Work to complete:
Go through the data below line by line. Give only the number of lines that contain "pending".
(Records for processing Opens)
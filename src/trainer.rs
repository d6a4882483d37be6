//! The generation loop: spawn trainees from the best brain so far, drive them
//! against traffic until the lead vehicle stalls, keep the lead brain, repeat.

use crate::{
    config::{Config, TrainingConfig},
    error::{Error, Result},
    fitness::{credit_overtakes, select_best},
    network::{Network, Perceptron},
    population::{spawn_traffic, spawn_trainees, Spawn},
    random::{rng_for, WyRng},
    road::Road,
    sensor::{RaySensor, Sensing},
    snapshot::VehicleSnapshot,
    vehicle::Vehicle,
};
use core::ops::ControlFlow;
use serde::{Deserialize, Serialize};
use tracing::{debug, info};

/// When training stops, checked after every generation
#[derive(Debug, Clone, Copy, PartialEq, Serialize, Deserialize)]
#[serde(tag = "kind", content = "value", rename_all = "snake_case")]
pub enum EvolutionTarget {
    /// After this many generations of the current run
    Generations(usize),
    /// On the first generation index divisible by this
    NextMultipleOf(usize),
    /// Once the lead vehicle reaches this score
    Score(u32),
}

impl Default for EvolutionTarget {
    fn default() -> Self {
        Self::NextMultipleOf(crate::constants::AUTOPILOT_GENERATION_BLOCK)
    }
}

impl EvolutionTarget {
    /// Reject targets that no generation can meet
    fn ensure_reachable(&self) -> Result<()> {
        match *self {
            Self::Generations(0) | Self::NextMultipleOf(0) => Err(Error::Target(*self)),
            _ => Ok(()),
        }
    }

    fn satisfied(&self, stats: &Stats, started: usize) -> bool {
        match *self {
            Self::Generations(n) => stats.generation - started >= n,
            Self::NextMultipleOf(k) => stats.generation % k == 0,
            Self::Score(s) => stats.best.score >= s,
        }
    }
}

/// Bookkeeping that survives across ticks and generations
#[derive(Debug, Clone, PartialEq)]
pub struct TrainerState {
    pub generation: usize,
    /// Ticks simulated in the current generation
    pub ticks: u64,
    /// Consecutive ticks the lead vehicle has been damaged or stuck on one score
    pub stall: u64,
    pub last_score: u32,
    /// Smallest y any lead vehicle has reached in the current generation
    pub frontier: f64,
}

impl Default for TrainerState {
    fn default() -> Self {
        Self {
            generation: 0,
            ticks: 0,
            stall: 0,
            last_score: 0,
            frontier: f64::INFINITY,
        }
    }
}

impl TrainerState {
    fn begin_generation(&mut self) {
        self.ticks = 0;
        self.stall = 0;
        self.last_score = 0;
        self.frontier = f64::INFINITY;
    }

    /// Record one tick's lead vehicle at `y`. True once the generation has
    /// stalled.
    ///
    /// A score stuck at zero only counts as stuck once the lead stops pushing
    /// the frontier forward, unless `require_nonzero_score` is off.
    pub fn observe(&mut self, damaged: bool, score: u32, y: f64, limits: &TrainingConfig) -> bool {
        self.ticks += 1;
        let advanced = y < self.frontier;
        self.frontier = self.frontier.min(y);

        let stalled = if damaged {
            self.stall += 1;
            self.stall > limits.damage_stall_ticks
        } else if score == self.last_score
            && (score != 0 || !advanced || !limits.require_nonzero_score)
        {
            self.stall += 1;
            self.stall > limits.score_stall_ticks
        } else {
            self.stall = 0;
            self.last_score = score;
            false
        };

        stalled || limits.max_ticks.is_some_and(|max| self.ticks >= max)
    }
}

/// Handed to the training hook after every generation
#[derive(Debug, Clone)]
pub struct Stats {
    /// Index of the generation about to be spawned
    pub generation: usize,
    pub ticks: u64,
    pub best: VehicleSnapshot,
}

/// What a training run leaves behind
#[derive(Debug, Clone, Serialize, Deserialize)]
pub struct Training {
    pub generation: usize,
    pub population: Vec<VehicleSnapshot>,
    pub best: VehicleSnapshot,
}

pub struct Trainer<S: Sensing = RaySensor> {
    config: Config,
    road: Road,
    sensor: S,
    topology: Vec<usize>,
    rng: WyRng,
    state: TrainerState,
    best_brain: Option<Perceptron>,
    trainees: Vec<Vehicle>,
    traffic: Vec<Vehicle>,
}

impl Trainer<RaySensor> {
    pub fn new(config: Config) -> Result<Self> {
        let sensor = RaySensor::from(config.sensor);
        Self::with_sensor(config, sensor)
    }
}

impl<S: Sensing> Trainer<S> {
    pub fn with_sensor(config: Config, sensor: S) -> Result<Self> {
        let topology = config.topology(sensor.ray_count());
        if topology.contains(&0) {
            return Err(Error::Topology {
                topology,
                reason: "widths must be nonzero",
            });
        }

        Ok(Self {
            road: Road::new(config.road),
            rng: rng_for(config.training.seed),
            config,
            sensor,
            topology,
            state: TrainerState::default(),
            best_brain: None,
            trainees: vec![],
            traffic: vec![],
        })
    }

    /// Continue a lineage from `brain`, which must have this trainer's topology
    pub fn with_seed_brain(mut self, brain: Perceptron) -> Result<Self> {
        brain.ensure_topology(&self.topology)?;
        self.best_brain = Some(brain);
        Ok(self)
    }

    pub fn starting_at(mut self, generation: usize) -> Self {
        self.state.generation = generation;
        self
    }

    fn start(&self) -> (f64, f64) {
        (
            self.road.lane_center(self.config.training.start_lane),
            self.config.training.start_y,
        )
    }

    /// Replace the trainees with a fresh generation built from the best brain
    pub fn spawn(&mut self) -> Result<()> {
        let (x, y) = self.start();
        let t = &self.config.training;
        let spawn = Spawn {
            generation: self.state.generation,
            size: t.population,
            x,
            y,
            kinematics: self.config.trainee,
            credit_capacity: t.credit_capacity,
            mutation_rate: t.mutation_rate,
        };
        self.trainees = spawn_trainees(&spawn, &self.topology, self.best_brain.as_ref(), &mut self.rng)?;
        Ok(())
    }

    /// One step of the whole road: traffic first, then trainees against traffic,
    /// then crediting. Returns the current lead trainee.
    pub fn tick(&mut self) -> Result<usize> {
        let borders = self.road.borders();
        for v in self.traffic.iter_mut() {
            v.tick(borders, &[], &self.sensor)?;
        }

        #[cfg(feature = "parallel")]
        {
            use rayon::prelude::*;
            let (traffic, sensor) = (&self.traffic, &self.sensor);
            self.trainees
                .par_iter_mut()
                .try_for_each(|v| v.tick(borders, traffic, sensor))?;
        }
        #[cfg(not(feature = "parallel"))]
        for v in self.trainees.iter_mut() {
            v.tick(borders, &self.traffic, &self.sensor)?;
        }

        credit_overtakes(&mut self.trainees, &self.traffic);
        select_best(&self.trainees).ok_or(Error::EmptyPopulation)
    }

    /// Regenerate traffic, put every trainee back at the start and tick until
    /// the lead vehicle stalls. Returns the lead trainee.
    pub fn simulate(&mut self) -> Result<usize> {
        if self.trainees.is_empty() {
            return Err(Error::EmptyPopulation);
        }

        self.traffic = spawn_traffic(
            self.config.traffic_plan,
            &self.road,
            self.config.traffic,
            &mut self.rng,
        );
        let (x, y) = self.start();
        for v in self.trainees.iter_mut() {
            v.reset(x, y);
        }
        self.state.begin_generation();
        debug!(
            generation = self.state.generation,
            trainees = self.trainees.len(),
            traffic = self.traffic.len(),
            "simulating"
        );

        loop {
            let best = self.tick()?;
            let lead = &self.trainees[best];
            if self
                .state
                .observe(lead.damaged(), lead.score(), lead.y(), &self.config.training)
            {
                debug!(
                    generation = self.state.generation,
                    ticks = self.state.ticks,
                    best = %lead.identity(),
                    score = lead.score(),
                    damaged = lead.damaged(),
                    "stalled"
                );
                return Ok(best);
            }
        }
    }

    fn harvest(&mut self, best: usize) {
        self.best_brain = self.trainees[best].brain().cloned();
    }

    /// Run generations until `target` is met or `hook` breaks, which it may do
    /// to stop training from outside. Errors abort the run; the best brain so
    /// far stays available through [Trainer::best_brain].
    pub fn train(
        &mut self,
        target: EvolutionTarget,
        mut hook: impl FnMut(&Stats) -> ControlFlow<()>,
    ) -> Result<Training> {
        target.ensure_reachable()?;
        let started = self.state.generation;
        info!(generation = started, ?target, "training");

        loop {
            self.spawn()?;
            let best = self.simulate()?;
            self.harvest(best);
            self.state.generation += 1;

            let stats = Stats {
                generation: self.state.generation,
                ticks: self.state.ticks,
                best: VehicleSnapshot::from(&self.trainees[best]),
            };
            info!(
                generation = stats.generation,
                ticks = stats.ticks,
                best = %stats.best.identity,
                score = stats.best.score,
                "harvested"
            );

            let done = target.satisfied(&stats, started);
            if hook(&stats).is_break() || done {
                info!(generation = stats.generation, "training complete");
                return Ok(Training {
                    generation: stats.generation,
                    population: self.trainees.iter().map(VehicleSnapshot::from).collect(),
                    best: stats.best,
                });
            }
        }
    }

    /// Drive an already trained population against fresh traffic, without
    /// touching the lineage
    pub fn replay(&mut self, population: Vec<Vehicle>) -> Result<VehicleSnapshot> {
        self.trainees = population;
        let best = self.simulate()?;
        Ok(VehicleSnapshot::from(&self.trainees[best]))
    }

    #[inline]
    pub fn state(&self) -> &TrainerState {
        &self.state
    }

    #[inline]
    pub fn generation(&self) -> usize {
        self.state.generation
    }

    #[inline]
    pub fn topology(&self) -> &[usize] {
        &self.topology
    }

    #[inline]
    pub fn best_brain(&self) -> Option<&Perceptron> {
        self.best_brain.as_ref()
    }

    #[inline]
    pub fn trainees(&self) -> &[Vehicle] {
        &self.trainees
    }

    #[inline]
    pub fn traffic(&self) -> &[Vehicle] {
        &self.traffic
    }

    #[inline]
    pub fn road(&self) -> &Road {
        &self.road
    }

    #[inline]
    pub fn config(&self) -> &Config {
        &self.config
    }
}
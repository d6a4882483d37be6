use super::Identity;
use fxhash::FxHashSet;
use std::collections::VecDeque;

/// The vehicles a trainee has already been credited for. Holds at most
/// `capacity` identities; pushing past that forgets the oldest, which may then
/// be credited again.
#[derive(Debug, Clone, PartialEq)]
pub struct CreditWindow {
    capacity: usize,
    order: VecDeque<Identity>,
    members: FxHashSet<Identity>,
}

impl CreditWindow {
    pub fn new(capacity: usize) -> Self {
        Self {
            capacity,
            order: VecDeque::with_capacity(capacity + 1),
            members: FxHashSet::default(),
        }
    }

    #[inline]
    pub fn contains(&self, identity: &Identity) -> bool {
        self.members.contains(identity)
    }

    /// Remember `identity`, returning whichever identity was evicted to make room
    pub fn push(&mut self, identity: Identity) -> Option<Identity> {
        if !self.members.insert(identity) {
            return None;
        }
        self.order.push_back(identity);
        if self.order.len() > self.capacity {
            let evicted = self.order.pop_front()?;
            self.members.remove(&evicted);
            return Some(evicted);
        }
        None
    }

    #[inline]
    pub fn len(&self) -> usize {
        self.order.len()
    }

    #[inline]
    pub fn is_empty(&self) -> bool {
        self.order.is_empty()
    }

    #[inline]
    pub fn capacity(&self) -> usize {
        self.capacity
    }

    pub fn clear(&mut self) {
        self.order.clear();
        self.members.clear();
    }

    /// Oldest first
    pub fn iter(&self) -> impl Iterator<Item = &Identity> {
        self.order.iter()
    }
}

#[cfg(test)]
mod test {
    use super::*;

    fn traffic(index: usize) -> Identity {
        Identity::Traffic { index }
    }

    #[test]
    fn test_evicts_oldest() {
        let mut w = CreditWindow::new(3);
        for i in 0..3 {
            assert_eq!(None, w.push(traffic(i)));
        }
        assert_eq!(Some(traffic(0)), w.push(traffic(3)));
        assert_eq!(3, w.len());
        assert!(!w.contains(&traffic(0)));
        assert!(w.contains(&traffic(3)));
        assert_eq!(
            vec![traffic(1), traffic(2), traffic(3)],
            w.iter().copied().collect::<Vec<_>>()
        );
    }

    #[test]
    fn test_duplicate_push_is_ignored() {
        let mut w = CreditWindow::new(2);
        w.push(traffic(0));
        w.push(traffic(0));
        assert_eq!(1, w.len());
    }

    #[test]
    fn test_zero_capacity_remembers_nothing() {
        let mut w = CreditWindow::new(0);
        assert_eq!(Some(traffic(7)), w.push(traffic(7)));
        assert!(w.is_empty());
        assert!(!w.contains(&traffic(7)));
    }

    #[test]
    fn test_clear() {
        let mut w = CreditWindow::new(4);
        w.push(traffic(1));
        w.push(Identity::Trainee {
            generation: 0,
            index: 1,
        });
        w.clear();
        assert!(w.is_empty());
        assert!(!w.contains(&traffic(1)));
    }
}
impl MixerClient {
    pub fn new(config: MixerConfig) -> Self {
        let (status_tx, _) = watch::channel(ConnectionStatus::Disconnected);
        let (events_tx, _) = broadcast::channel(EVENT_CHANNEL_CAPACITY);
        Self {
            inner: Arc::new(MixerInner {
                config,
                status_tx,
                events_tx,
                link: RwLock::new(None),
                cancel_token: CancellationToken::new(),
            }),
        }
    }

    /// Starts the connect/reconnect loop on the runtime.
    pub fn spawn(&self) -> JoinHandle<()> {
        let client = self.clone();
        tokio::spawn(async move { client.run().await })
    }

    /// Stops the connection loop and closes the socket.
    pub fn shutdown(&self) {
        self.inner.cancel_token.cancel();
    }

    pub fn status(&self) -> ConnectionStatus {
        *self.inner.status_tx.borrow()
    }

    pub fn status_changes(&self) -> watch::Receiver<ConnectionStatus> {
        self.inner.status_tx.subscribe()
    }

    /// Resolves once the client is identified. Returns immediately when it
    /// already is.
    pub async fn ready(&self) {
        let mut rx = self.status_changes();
        let _ = rx.wait_for(|s| *s == ConnectionStatus::Ready).await;
    }

    pub fn subscribe(&self) -> broadcast::Receiver<MixerEvent> {
        self.inner.events_tx.subscribe()
    }

    pub fn response_timeout(&self) -> Duration {
        self.inner.config.response_timeout()
    }

    /// Sends a request and waits for its response data.
    ///
    /// `None` means unknown or failed: not ready, rejected by the mixer, no
    /// reply within the response timeout, or the socket dropped first.
    pub async fn request(&self, request_type: &str, request_data: Option<Value>) -> Option<Value> {
        let (tx, pending) = {
            let link = self.inner.link.read();
            match link.as_ref() {
                Some(state) if state.identified => (state.tx.clone(), state.pending.clone()),
                _ => {
                    debug!("Mixer not ready, {} resolves empty", request_type);
                    return None;
                }
            }
        };

        let request = Request {
            request_type: request_type.to_owned(),
            request_id: RequestId::generate(),
            request_data,
        };
        let guard = pending.register(request.request_id.clone(), request_type);

        let json = match Envelope::new(MixerOp::Request, &request).and_then(|e| e.to_json()) {
            Ok(json) => json,
            Err(e) => {
                warn!("Failed to encode {}: {}", request_type, e);
                return None;
            }
        };

        debug!("-> {} ({})", request_type, guard.id());
        if tx.send(Message::Text(json.into())).is_err() {
            debug!("Mixer writer gone, {} resolves empty", request_type);
            return None;
        }

        guard.wait(self.response_timeout()).await
    }

    async fn run(self) {
        let delay = self.inner.config.reconnect_delay();
        let url = self.inner.config.url();

        loop {
            if self.inner.cancel_token.is_cancelled() {
                break;
            }

            self.inner.set_status(ConnectionStatus::Connecting);
            let outcome = self.connect(&url).await;

            self.inner.link.write().take();
            self.inner.set_status(ConnectionStatus::Disconnected);

            match outcome {
                Ok(SessionOutcome::Shutdown) => {
                    debug!("Mixer connection shutting down cleanly");
                    break;
                }
                Ok(SessionOutcome::Reconnect) => {
                    info!("Mixer connection lost, reconnecting in {:?}", delay);
                }
                Err(e) => {
                    warn!("Mixer {}: {}. Retrying in {:?}", url, e, delay);
                }
            }

            tokio::select! {
                _ = self.inner.cancel_token.cancelled() => break,
                _ = tokio::time::sleep(delay) => {}
            }
        }

        self.inner.set_status(ConnectionStatus::Disconnected);
    }

    async fn connect(&self, url: &str) -> ControlResult<SessionOutcome> {
        debug!("Connecting to mixer: {}", url);

        let (ws_stream, _) = tokio_tungstenite::connect_async(url)
            .await
            .map_err(map_ws_err)?;
        let (mut write, mut read) = ws_stream.split();
        info!("Connected to mixer at {}", url);

        let (tx, mut rx) = mpsc::unbounded_channel::<Message>();
        *self.inner.link.write() = Some(ConnectionState::new(tx.clone()));

        let session_token = self.inner.cancel_token.child_token();
        let writer_token = session_token.clone();
        let write_task = tokio::spawn(async move {
            loop {
                tokio::select! {
                    _ = writer_token.cancelled() => break,
                    msg = rx.recv() => {
                        let Some(msg) = msg else { break };
                        if let Err(e) = write.send(msg).await {
                            warn!("Mixer WS write error: {}", e);
                            break;
                        }
                    }
                }
            }
            let _ = write.close().await;
        });

        let mut handler = SessionHandler::new(&self.inner, tx.clone());

        let outcome = loop {
            tokio::select! {
                _ = self.inner.cancel_token.cancelled() => {
                    break SessionOutcome::Shutdown;
                }
                msg = read.next() => {
                    let msg = match msg {
                        Some(Ok(msg)) => msg,
                        Some(Err(e)) => {
                            warn!("Mixer WS read error: {}", e);
                            break SessionOutcome::Reconnect;
                        }
                        None => {
                            debug!("Mixer WS stream ended");
                            break SessionOutcome::Reconnect;
                        }
                    };

                    match msg {
                        Message::Text(text) => handler.handle_text(text.as_str()),
                        Message::Close(frame) => {
                            let (code, reason) = frame
                                .map(|cf| (u16::from(cf.code), cf.reason.to_string()))
                                .unwrap_or((1000, "No reason".into()));
                            info!("Mixer WS closed: code={}, reason='{}'", code, reason);
                            break SessionOutcome::Reconnect;
                        }
                        _ => {}
                    }
                }
            }
        };

        session_token.cancel();
        drop(handler);
        drop(tx);
        let _ = tokio::time::timeout(Duration::from_millis(WRITE_TASK_SHUTDOWN_MS), write_task).await;

        Ok(outcome)
    }
}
(Records for processing Closes)
Result for this task:
3